**Directions**
Count, in the entries below, the lines in which "conversion" occurs. Give the number, nothing more.

**Data in this exercise**
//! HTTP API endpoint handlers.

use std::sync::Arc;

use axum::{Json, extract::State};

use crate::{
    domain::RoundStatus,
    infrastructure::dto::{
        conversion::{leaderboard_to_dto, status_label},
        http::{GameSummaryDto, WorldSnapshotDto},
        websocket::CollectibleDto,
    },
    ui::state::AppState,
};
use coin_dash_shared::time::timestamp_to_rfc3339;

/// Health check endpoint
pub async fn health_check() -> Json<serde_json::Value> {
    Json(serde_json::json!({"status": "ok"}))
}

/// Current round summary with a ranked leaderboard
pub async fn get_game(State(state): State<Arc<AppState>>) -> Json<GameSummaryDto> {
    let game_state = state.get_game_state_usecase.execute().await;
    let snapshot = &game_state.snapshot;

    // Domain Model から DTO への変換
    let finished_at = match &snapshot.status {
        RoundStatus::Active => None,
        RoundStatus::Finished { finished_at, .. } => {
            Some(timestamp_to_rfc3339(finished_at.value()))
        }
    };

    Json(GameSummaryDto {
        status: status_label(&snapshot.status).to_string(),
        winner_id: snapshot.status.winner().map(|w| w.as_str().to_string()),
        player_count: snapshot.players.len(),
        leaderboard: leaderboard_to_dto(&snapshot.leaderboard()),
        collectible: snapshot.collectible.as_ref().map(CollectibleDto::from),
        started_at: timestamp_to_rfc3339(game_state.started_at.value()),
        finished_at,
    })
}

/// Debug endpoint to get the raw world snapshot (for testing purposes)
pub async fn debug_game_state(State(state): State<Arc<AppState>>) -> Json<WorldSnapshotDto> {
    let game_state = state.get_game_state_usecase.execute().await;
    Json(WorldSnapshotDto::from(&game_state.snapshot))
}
---
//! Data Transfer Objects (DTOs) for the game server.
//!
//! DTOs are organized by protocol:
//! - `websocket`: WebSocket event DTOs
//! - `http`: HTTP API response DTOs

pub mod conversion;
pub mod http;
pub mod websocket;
* * *
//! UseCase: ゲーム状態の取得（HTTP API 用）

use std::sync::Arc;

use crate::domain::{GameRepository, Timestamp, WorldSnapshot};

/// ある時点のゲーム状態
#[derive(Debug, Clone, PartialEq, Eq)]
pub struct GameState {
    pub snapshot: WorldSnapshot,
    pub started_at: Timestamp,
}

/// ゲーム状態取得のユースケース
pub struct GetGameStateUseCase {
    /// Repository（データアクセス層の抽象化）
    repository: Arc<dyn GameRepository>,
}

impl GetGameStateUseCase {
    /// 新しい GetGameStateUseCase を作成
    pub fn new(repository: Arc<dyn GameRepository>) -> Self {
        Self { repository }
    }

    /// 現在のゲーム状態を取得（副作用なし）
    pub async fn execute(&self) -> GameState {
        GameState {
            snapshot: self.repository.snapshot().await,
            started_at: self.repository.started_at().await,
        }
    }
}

**Written solution**
2